Pendant longtemps, on a utilisé des fours conventionnels à convection. Mais en réalité, chauffer tout un espace juste pour réchauffer un petit capteur, c’est une perte de temps et d’énergie. C’est pourquoi nous avons opté pour des systèmes à lampes infrarouges spécialisées.
Il s’agit surtout de savoir où va la chaleur.
Imaginez : un four réchauffe d’abord la pièce, puis l’air, et enfin la partie concernée. Les lampes infrarouges, quant à elles, chauffent directement la surface du capteur. C’est rapide… vraiment très rapide. On passe de heures de préchauffage à quelques secondes seulement. Comme seules les parties concernées sont chauffées, la consommation d’énergie diminue. C’est un moyen simple de rendre l’usine plus écologique, sans avoir besoin de payer pour des certificats spéciaux.
La difficulté (et comment nous y faisons face)
Bien sûr, on ne peut pas simplement utiliser n’importe quelle lampe pour chauffer un capteur. Il faut choisir la bonne longueur d’onde en fonction des matériaux utilisés. Si nous avons besoin que la chaleur pénètre profondément dans le matériau, nous utilisons des lampes à ondes courtes. Si nous voulons simplement durcir la surface, des lampes à ondes moyennes suffisent.

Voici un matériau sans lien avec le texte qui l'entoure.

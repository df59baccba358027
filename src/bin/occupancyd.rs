//! occupancyd - occupancy witness daemon
//!
//! This daemon:
//! 1. Starts background acquisition on the configured source
//! 2. Runs the configured detector on each new frame
//! 3. Debounces per-frame counts into stable occupancy events
//! 4. Forwards events to the configured sink
//! 5. Stops acquisition on Ctrl-C or when the source ends

use anyhow::{anyhow, Result};
use clap::Parser;
use std::path::PathBuf;
use std::sync::atomic::{AtomicBool, Ordering};
use std::sync::Arc;
use std::time::{Duration, Instant};

use occupancy_witness::config::{DetectorSettings, OccupancyConfig, SinkKind};
use occupancy_witness::{
    AcquisitionStatus, DetectorBackend, EventSink, FrameSource, JsonLinesSink, LogSink, Pipeline,
    RunExit, ScriptedBackend, StubBackend,
};

const HEALTH_LOG_INTERVAL: Duration = Duration::from_secs(5);

#[derive(Parser, Debug)]
#[command(author, version, about)]
struct Args {
    /// Config file (JSON, or TOML with a .toml extension).
    #[arg(long, env = "OCCUPANCY_CONFIG")]
    config: Option<PathBuf>,
}

fn main() -> Result<()> {
    env_logger::Builder::from_env(env_logger::Env::default().default_filter_or("info")).init();

    let args = Args::parse();
    let cfg = OccupancyConfig::load_from(args.config.as_deref())?;

    let backend = build_backend(&cfg.detector)?;
    let sink = build_sink(cfg.sink);
    let mut pipeline = Pipeline::new(cfg.debounce.clone(), backend, sink)?;
    pipeline
        .backend_mut()
        .warm_up()
        .map_err(|e| anyhow!("detector warm-up failed: {:#}", e))?;

    let shutdown = Arc::new(AtomicBool::new(false));
    {
        let shutdown = Arc::clone(&shutdown);
        ctrlc::set_handler(move || {
            shutdown.store(true, Ordering::SeqCst);
        })
        .map_err(|e| anyhow!("error setting Ctrl-C handler: {}", e))?;
    }

    let source = FrameSource::start(
        &cfg.source.id,
        cfg.source.history_frames,
        &cfg.source.capture,
    )?;

    log::info!("occupancyd running. source={}", source.source_id());
    log::info!(
        "targets={} threshold={:.2} required_streak={} history_frames={}",
        cfg.debounce.targets.join(","),
        cfg.debounce.confidence_threshold,
        cfg.debounce.required_streak,
        cfg.source.history_frames
    );

    let mut last_health_log = Instant::now();
    let summary = pipeline.run_with(&source, &shutdown, |pipeline, source| {
        if last_health_log.elapsed() >= HEALTH_LOG_INTERVAL {
            let stats = source.stats();
            log::info!(
                "source status={:?} frames={} history={} id={} counts: {}",
                stats.status,
                stats.frames_captured,
                stats.history_len,
                stats.source_id,
                pipeline.debounce().last_emitted()
            );
            last_health_log = Instant::now();
        }
    });
    if summary.exit == RunExit::Shutdown {
        log::info!("shutdown signal received, stopping acquisition...");
    }

    let stopped = source.stop();
    log::info!(
        "occupancyd exiting ({:?}): {} frames processed, {} events emitted",
        summary.exit,
        summary.frames_processed,
        summary.events_emitted
    );
    stopped?;

    match summary.exit {
        RunExit::SourceEnded(AcquisitionStatus::Failed) => {
            Err(anyhow!("acquisition on {} failed", source.source_id()))
        }
        _ => Ok(()),
    }
}

fn build_backend(settings: &DetectorSettings) -> Result<Box<dyn DetectorBackend>> {
    match settings {
        DetectorSettings::Stub => Ok(Box::new(StubBackend::new())),
        DetectorSettings::Scripted { script_path } => {
            let backend = ScriptedBackend::from_json_file(script_path)?;
            log::info!(
                "scripted detector loaded {} frames from {}",
                backend.len(),
                script_path.display()
            );
            Ok(Box::new(backend))
        }
    }
}

fn build_sink(kind: SinkKind) -> Box<dyn EventSink> {
    match kind {
        SinkKind::Log => Box::new(LogSink::new()),
        SinkKind::Stdout => Box::new(JsonLinesSink::stdout()),
    }
}
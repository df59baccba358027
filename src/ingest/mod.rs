//! Frame acquisition.
//!
//! This module provides:
//! - `CaptureDevice`: the device abstraction (read one frame, close)
//! - Device backends selected by source id:
//!   - `stub://<name>`: synthetic test pattern
//!   - `/dev/videoN` or a bare camera index: V4L2 (feature: ingest-v4l2)
//! - `FrameSource`: the background acquisition thread with latest-frame slot
//!   and bounded history
//!
//! Device reads block. Only the acquisition thread ever calls them.

mod options;
mod source;
pub mod synthetic;
#[cfg(feature = "ingest-v4l2")]
pub mod v4l2;

pub use options::{CaptureOptions, OPTION_FPS, OPTION_FRAMES, OPTION_HEIGHT, OPTION_WIDTH};
pub use source::{AcquisitionStatus, FrameSource, SourceStats};
pub use synthetic::SyntheticDevice;
#[cfg(feature = "ingest-v4l2")]
pub use v4l2::V4l2Device;

use crate::error::CaptureError;
use crate::frame::Frame;

/// A capture device owned by the acquisition thread.
pub trait CaptureDevice: Send {
    /// Human-readable identity for logs.
    fn describe(&self) -> String;

    /// Block until the next frame is available.
    ///
    /// `Ok(None)` marks end-of-stream. Any error ends acquisition.
    fn read_frame(&mut self) -> Result<Option<Frame>, CaptureError>;

    /// Release the underlying device. Called exactly once, on the acquisition
    /// thread, after the last read.
    fn close(&mut self) {}
}

/// Open the device named by `source_id` and apply `options`.
pub fn open_device(
    source_id: &str,
    options: &CaptureOptions,
) -> Result<Box<dyn CaptureDevice>, CaptureError> {
    if source_id.starts_with("stub://") {
        return Ok(Box::new(SyntheticDevice::open(source_id, options)?));
    }
    if let Some(path) = v4l2_device_path(source_id) {
        #[cfg(feature = "ingest-v4l2")]
        {
            return Ok(Box::new(V4l2Device::open(&path, options)?));
        }
        #[cfg(not(feature = "ingest-v4l2"))]
        {
            return Err(CaptureError::DeviceOpen {
                source_id: path,
                reason: "V4L2 capture requires the ingest-v4l2 feature".to_string(),
            });
        }
    }
    Err(CaptureError::DeviceOpen {
        source_id: source_id.to_string(),
        reason: "unsupported source (expected stub://<name>, /dev/videoN, or a camera index)"
            .to_string(),
    })
}

/// Map a bare camera index or `/dev/videoN` path to a device node path.
pub(crate) fn v4l2_device_path(source_id: &str) -> Option<String> {
    let trimmed = source_id.trim();
    if !trimmed.is_empty() && trimmed.chars().all(|c| c.is_ascii_digit()) {
        return Some(format!("/dev/video{}", trimmed));
    }
    let index = trimmed.strip_prefix("/dev/video")?;
    if !index.is_empty() && index.chars().all(|c| c.is_ascii_digit()) {
        return Some(trimmed.to_string());
    }
    None
}
//! V4L2 capture device.
//!
//! Opens a local device node (e.g. `/dev/video0`), negotiates size, pixel
//! format and frame rate from the capture options, and streams frames through
//! memory-mapped buffers. Reads block until the driver hands over a buffer;
//! there is no read timeout.

use ouroboros::self_referencing;

use super::options::{CaptureOptions, OPTION_FPS, OPTION_HEIGHT, OPTION_WIDTH};
use super::CaptureDevice;
use crate::error::CaptureError;
use crate::frame::{Frame, PixelFormat};

const DEFAULT_WIDTH: u32 = 640;
const DEFAULT_HEIGHT: u32 = 480;
const STREAM_BUFFERS: u32 = 4;

#[self_referencing]
struct V4l2State {
    device: v4l::Device,
    #[borrows(mut device)]
    #[covariant]
    stream: v4l::prelude::MmapStream<'this, v4l::Device>,
}

pub struct V4l2Device {
    path: String,
    state: Option<V4l2State>,
    width: u32,
    height: u32,
    format: PixelFormat,
    frame_count: u64,
}

impl V4l2Device {
    pub fn open(path: &str, options: &CaptureOptions) -> Result<Self, CaptureError> {
        use v4l::buffer::Type;
        use v4l::video::Capture;

        options.warn_unsupported("V4l2Device", &[OPTION_FPS, OPTION_WIDTH, OPTION_HEIGHT]);
        let open_error = |reason: String| CaptureError::DeviceOpen {
            source_id: path.to_string(),
            reason,
        };

        let mut device = v4l::Device::with_path(path).map_err(|e| open_error(e.to_string()))?;
        let mut format = device
            .format()
            .map_err(|e| open_error(format!("read format: {}", e)))?;
        format.width = options.width()?.unwrap_or(DEFAULT_WIDTH);
        format.height = options.height()?.unwrap_or(DEFAULT_HEIGHT);
        format.fourcc = v4l::FourCC::new(b"RGB3");

        let format = match device.set_format(&format) {
            Ok(format) => format,
            Err(err) => {
                log::warn!("V4l2Device: failed to set format on {}: {}", path, err);
                device
                    .format()
                    .map_err(|e| open_error(format!("read format after set failure: {}", e)))?
            }
        };
        let pixel_format = pixel_format_for(&format.fourcc.repr).ok_or_else(|| {
            open_error(format!("unsupported pixel format {}", format.fourcc))
        })?;

        if let Some(fps) = options.fps()? {
            let params = v4l::video::capture::Parameters::with_fps(fps);
            if let Err(err) = device.set_params(&params) {
                log::warn!("V4l2Device: failed to set fps on {}: {}", path, err);
            }
        }

        let state = V4l2StateTryBuilder {
            device,
            stream_builder: |device| {
                v4l::prelude::MmapStream::with_buffers(device, Type::VideoCapture, STREAM_BUFFERS)
            },
        }
        .try_build()
        .map_err(|e| open_error(format!("create buffer stream: {}", e)))?;

        log::info!(
            "V4l2Device: opened {} ({}x{} {:?})",
            path,
            format.width,
            format.height,
            pixel_format
        );
        Ok(Self {
            path: path.to_string(),
            state: Some(state),
            width: format.width,
            height: format.height,
            format: pixel_format,
            frame_count: 0,
        })
    }
}

impl CaptureDevice for V4l2Device {
    fn describe(&self) -> String {
        format!("{} (v4l2 {}x{})", self.path, self.width, self.height)
    }

    fn read_frame(&mut self) -> Result<Option<Frame>, CaptureError> {
        use v4l::io::traits::CaptureStream;

        let read_error = |reason: String| CaptureError::DeviceRead {
            source_id: self.path.clone(),
            reason,
        };
        let state = self
            .state
            .as_mut()
            .ok_or_else(|| read_error("device is closed".to_string()))?;
        let bytes = state
            .with_mut(|fields| {
                fields.stream.next().map(|(buf, meta)| {
                    let used = (meta.bytesused as usize).min(buf.len());
                    buf[..used].to_vec()
                })
            })
            .map_err(|e| read_error(e.to_string()))?;

        self.frame_count += 1;
        Frame::new(bytes, self.width, self.height, self.format).map(Some)
    }

    fn close(&mut self) {
        if self.state.take().is_some() {
            log::info!(
                "V4l2Device: closed {} after {} frames",
                self.path,
                self.frame_count
            );
        }
    }
}

fn pixel_format_for(fourcc: &[u8; 4]) -> Option<PixelFormat> {
    match fourcc {
        b"RGB3" => Some(PixelFormat::Rgb24),
        b"BGR3" => Some(PixelFormat::Bgr24),
        b"GREY" => Some(PixelFormat::Gray8),
        b"YUYV" => Some(PixelFormat::Yuyv),
        b"MJPG" => Some(PixelFormat::Mjpeg),
        _ => None,
    }
}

Mais il y a un problème : si l’on augmente trop la puissance sans un système de refroidissement efficace, le boîtier du capteur peut se déformer. C’est difficile à corriger. Pour éviter cela, nous utilisons des régulateurs PID en boucle fermée. Ils agissent comme des thermostats, afin de garantir que la température ne dépasse pas les limites autorisées.
Gagner de l’espace
L’un des avantages majeurs de ce changement, c’est l’espace gagné. Ces fours volumineux prennent beaucoup de place. Avec les lampes infrarouges, on peut simplement placer les lampes dans une ligne de transport compacte. Moins d’équipements, donc plus d’espace dans la salle propre. De plus, comme moins de chaleur s’échappe de la pièce, le système de climatisation n’a pas besoin de travailler autant pour maintenir la température. La maintenance est également simplifiée : lorsqu’une lampe commence à perdre en efficacité, il suffit de la remplacer. Simple.